**WHAT YOU WILL DO**
Every line from the one containing "(self.0 >> RADIAN.0)" to the one containing "generic flag set or cleared." in the records below, both included, must be set down exactly, and no other line.

DATA FOR THE TASK below:

impl UnitData {
    /// The dimensionless vector with no flags.
    pub const NONE: Self = Self(0);

    /// Construct a vector from exponents and flags.
    ///
    /// Values outside a field's range wrap around (see the module documentation).
    #[allow(clippy::too_many_arguments)]
    pub const fn new(
        meter: i32,
        kilogram: i32,
        second: i32,
        ampere: i32,
        kelvin: i32,
        mole: i32,
        candela: i32,
        currency: i32,
        count: i32,
        radian: i32,
        per_unit: bool,
        flag: bool,
        e_flag: bool,
        equation: bool,
    ) -> Self {
        Self(
            put(meter, METER)
                | put(second, SECOND)
                | put(kilogram, KILOGRAM)
                | put(ampere, AMPERE)
                | put(candela, CANDELA)
                | put(kelvin, KELVIN)
                | put(mole, MOLE)
                | put(radian, RADIAN)
                | put(currency, CURRENCY)
                | put(count, COUNT)
                | bit(per_unit, PER_UNIT_BIT)
                | bit(flag, FLAG_BIT)
                | bit(e_flag, E_FLAG_BIT)
                | bit(equation, EQUATION_BIT),
        )
    }

    /// The reserved error pattern: no exponents, `flag` and `e_flag` set.
    pub const fn error() -> Self {
        Self(FLAG_BIT | E_FLAG_BIT)
    }

    /// Reinterpret raw bits as a vector.
    pub const fn from_bits(bits: u32) -> Self {
        Self(bits)
    }

    /// The raw 32-bit representation.
    pub const fn bits(self) -> u32 {
        self.0
    }

    // ─────────────────────────────────────────────────────────────────────────
    // Field accessors
    // ─────────────────────────────────────────────────────────────────────────

    /// Exponent of the metre.
    pub const fn meter(self) -> i32 {
        get(self.0, METER)
    }
    /// Exponent of the kilogram.
    pub const fn kg(self) -> i32 {
        get(self.0, KILOGRAM)
    }
    /// Exponent of the second.
    pub const fn second(self) -> i32 {
        get(self.0, SECOND)
    }
    /// Exponent of the ampere.
    pub const fn ampere(self) -> i32 {
        get(self.0, AMPERE)
    }
    /// Exponent of the kelvin.
    pub const fn kelvin(self) -> i32 {
        get(self.0, KELVIN)
    }
    /// Exponent of the mole.
    pub const fn mole(self) -> i32 {
        get(self.0, MOLE)
    }
    /// Exponent of the candela.
    pub const fn candela(self) -> i32 {
        get(self.0, CANDELA)
    }
    /// Exponent of the currency dimension.
    pub const fn currency(self) -> i32 {
        get(self.0, CURRENCY)
    }
    /// Exponent of the count dimension.
    pub const fn count(self) -> i32 {
        get(self.0, COUNT)
    }
    /// Exponent of the radian.
    pub const fn radian(self) -> i32 {
        get(self.0, RADIAN)
    }

    /// Raw (unsigned) bits of the radian field.
    pub(crate) const fn radian_raw(self) -> u32 {
        (self.0 >> RADIAN.0) & field_mask(RADIAN.1)
    }
    /// Raw (unsigned) bits of the count field.
    pub(crate) const fn count_raw(self) -> u32 {
        (self.0 >> COUNT.0) & field_mask(COUNT.1)
    }

    // ─────────────────────────────────────────────────────────────────────────
    // Flags
    // ─────────────────────────────────────────────────────────────────────────

    /// `true` when the per-unit flag is set.
    pub const fn is_per_unit(self) -> bool {
        self.0 & PER_UNIT_BIT != 0
    }
    /// `true` when the generic marker flag is set.
    pub const fn is_flag(self) -> bool {
        self.0 & FLAG_BIT != 0
    }
    /// `true` when the square-root-of-time flag is set.
    pub const fn has_e_flag(self) -> bool {
        self.0 & E_FLAG_BIT != 0
    }
    /// `true` when the vector marks an equation unit.
    pub const fn is_equation(self) -> bool {
        self.0 & EQUATION_BIT != 0
    }

    /// A flagged pure-kelvin vector, the marker used by offset temperature scales (°C, °F).
    pub const fn is_temperature(self) -> bool {
        self.is_flag() && self.0 & !(PER_UNIT_BIT | FLAG_BIT | E_FLAG_BIT) == put(1, KELVIN)
    }

    /// Copy with all four flags cleared.
    pub const fn without_flags(self) -> Self {
        Self(self.0 & !FLAG_MASK)
    }

    /// Clear all four flags in place.
    pub fn clear_flags(&mut self) {
        self.0 &= !FLAG_MASK;
    }

    /// Copy with the per-unit flag set or cleared.
    pub const fn with_per_unit(self, set: bool) -> Self {
        Self((self.0 & !PER_UNIT_BIT) | bit(set, PER_UNIT_BIT))
    }

    /// Copy with the generic flag set or cleared.
    pub const fn with_flag(self, set: bool) -> Self {
        Self((self.0 & !FLAG_BIT) | bit(set, FLAG_BIT))
    }

    /// Copy with the e_flag set or cleared.
    pub const fn with_e_flag(self, set: bool) -> Self {
        Self((self.0 & !E_FLAG_BIT) | bit(set, E_FLAG_BIT))
    }

    // ─────────────────────────────────────────────────────────────────────────
    // Comparisons
    // ─────────────────────────────────────────────────────────────────────────

    /// Same exponents for all ten dimensions; flags are ignored.
    pub const fn has_same_base(self, other: Self) -> bool {
        self.without_flags().0 == other.without_flags().0
    }

    /// Same exponents ignoring the counting dimensions (mole, count, radian); flags are ignored.
    pub const fn equivalent_non_counting(self, other: Self) -> bool {
        const COUNTING: u32 = (field_mask(MOLE.1) << MOLE.0)
            | (field_mask(COUNT.1) << COUNT.0)
            | (field_mask(RADIAN.1) << RADIAN.0);
        (self.0 & !FLAG_MASK & !COUNTING) == (other.0 & !FLAG_MASK & !COUNTING)
    }

    /// No exponents and no equation flag (the other flags may be set).
    pub const fn empty(self) -> bool {
        self.0 & !(PER_UNIT_BIT | FLAG_BIT | E_FLAG_BIT) == 0
    }

    /// Sum of the absolute exponents of the ten dimensions.
    pub const fn order(self) -> i32 {
        self.meter().abs()
            + self.kg().abs()
            + self.second().abs()
            + self.ampere().abs()
            + self.kelvin().abs()
            + self.mole().abs()
            + self.candela().abs()
            + self.currency().abs()
            + self.count().abs()
            + self.radian().abs()
    }

    // ─────────────────────────────────────────────────────────────────────────
    // Algebra
    // ─────────────────────────────────────────────────────────────────────────

    /// Exponent-wise sum; flags are OR-ed.
    pub const fn multiply(self, other: Self) -> Self {
        Self::new(
            self.meter() + other.meter(),
            self.kg() + other.kg(),
            self.second() + other.second(),
            self.ampere() + other.ampere(),
            self.kelvin() + other.kelvin(),
            self.mole() + other.mole(),
            self.candela() + other.candela(),
            self.currency() + other.currency(),
            self.count() + other.count(),
            self.radian() + other.radian(),
            false,
            false,
            false,
            false,
        )
        .or_flags(self.0 | other.0)
    }

    /// Exponent-wise difference; flags are OR-ed.
    pub const fn divide(self, other: Self) -> Self {
        Self::new(
            self.meter() - other.meter(),
            self.kg() - other.kg(),
            self.second() - other.second(),
            self.ampere() - other.ampere(),
            self.kelvin() - other.kelvin(),
            self.mole() - other.mole(),
            self.candela() - other.candela(),
            self.currency() - other.currency(),
            self.count() - other.count(),
            self.radian() - other.radian(),
            false,
            false,
            false,
            false,
        )
        .or_flags(self.0 | other.0)
    }

    /// Negate every exponent, keeping the flags.
    pub const fn inv(self) -> Self {
        Self::NONE.divide(self.without_flags()).or_flags(self.0)
    }

    /// Raise to an integer power.
    ///
    /// When the e_flag is set and the second exponent is non-zero, the second exponent is corrected by `power / 2`
    /// (rounded toward zero) in the direction that undoes the square-root-of-time encoding, so that e.g. a √Hz unit
    /// squared yields hertz. `flag` and `e_flag` are cleared, `per_unit` and `equation` are kept.
    pub const fn pow(self, power: i32) -> Self {
        let second = self.second();
        let correction = if self.has_e_flag() && second != 0 {
            if second < 0 {
                power / 2
            } else {
                -(power / 2)
            }
        } else {
            0
        };
        Self::new(
            self.meter() * power,
            self.kg() * power,
            second * power + correction,
            self.ampere() * power,
            self.kelvin() * power,
            self.mole() * power,
            self.candela() * power,
            self.currency() * power,
            self.count() * power,
            self.radian() * power,
            self.is_per_unit(),
            false,
            false,
            self.is_equation(),
        )
    }

    /// `true` if [`UnitData::root`] with this power produces a valid vector.
    pub const fn has_valid_root(self, power: i32) -> bool {
        power != 0
            && self.meter() % power == 0
            && self.second() % power == 0
            && self.kg() % power == 0
            && self.ampere() % power == 0
            && self.kelvin() % power == 0
            && self.radian() % power == 0
            && self.candela() == 0
            && self.mole() == 0
            && self.currency() == 0
            && self.count() == 0
            && !self.is_equation()
            && !self.has_e_flag()
    }

    /// Integer root; returns [`UnitData::error`] when any exponent is not divisible or an incompatible flag is set.
    pub const fn root(self, power: i32) -> Self {
        if !self.has_valid_root(power) {
            return Self::error();
        }
        Self::new(
            self.meter() / power,
            self.kg() / power,
            self.second() / power,
            self.ampere() / power,
            self.kelvin() / power,
            0,
            0,
            0,
            0,
            self.radian() / power,
            self.is_per_unit(),
            false,
            false,
            false,
        )
    }

    #[inline]
    const fn or_flags(self, flags: u32) -> Self {
        Self(self.0 | (flags & FLAG_MASK))
    }
}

End of DATA FOR THE TASK.

**RESPONSE AREA**
        (self.0 >> RADIAN.0) & field_mask(RADIAN.1)
    }
    /// Raw (unsigned) bits of the count field.
    pub(crate) const fn count_raw(self) -> u32 {
        (self.0 >> COUNT.0) & field_mask(COUNT.1)
    }

    // ─────────────────────────────────────────────────────────────────────────
    // Flags
    // ─────────────────────────────────────────────────────────────────────────

    /// `true` when the per-unit flag is set.
    pub const fn is_per_unit(self) -> bool {
        self.0 & PER_UNIT_BIT != 0
    }
    /// `true` when the generic marker flag is set.
    pub const fn is_flag(self) -> bool {
        self.0 & FLAG_BIT != 0
    }
    /// `true` when the square-root-of-time flag is set.
    pub const fn has_e_flag(self) -> bool {
        self.0 & E_FLAG_BIT != 0
    }
    /// `true` when the vector marks an equation unit.
    pub const fn is_equation(self) -> bool {
        self.0 & EQUATION_BIT != 0
    }

    /// A flagged pure-kelvin vector, the marker used by offset temperature scales (°C, °F).
    pub const fn is_temperature(self) -> bool {
        self.is_flag() && self.0 & !(PER_UNIT_BIT | FLAG_BIT | E_FLAG_BIT) == put(1, KELVIN)
    }

    /// Copy with all four flags cleared.
    pub const fn without_flags(self) -> Self {
        Self(self.0 & !FLAG_MASK)
    }

    /// Clear all four flags in place.
    pub fn clear_flags(&mut self) {
        self.0 &= !FLAG_MASK;
    }

    /// Copy with the per-unit flag set or cleared.
    pub const fn with_per_unit(self, set: bool) -> Self {
        Self((self.0 & !PER_UNIT_BIT) | bit(set, PER_UNIT_BIT))
    }

    /// Copy with the generic flag set or cleared.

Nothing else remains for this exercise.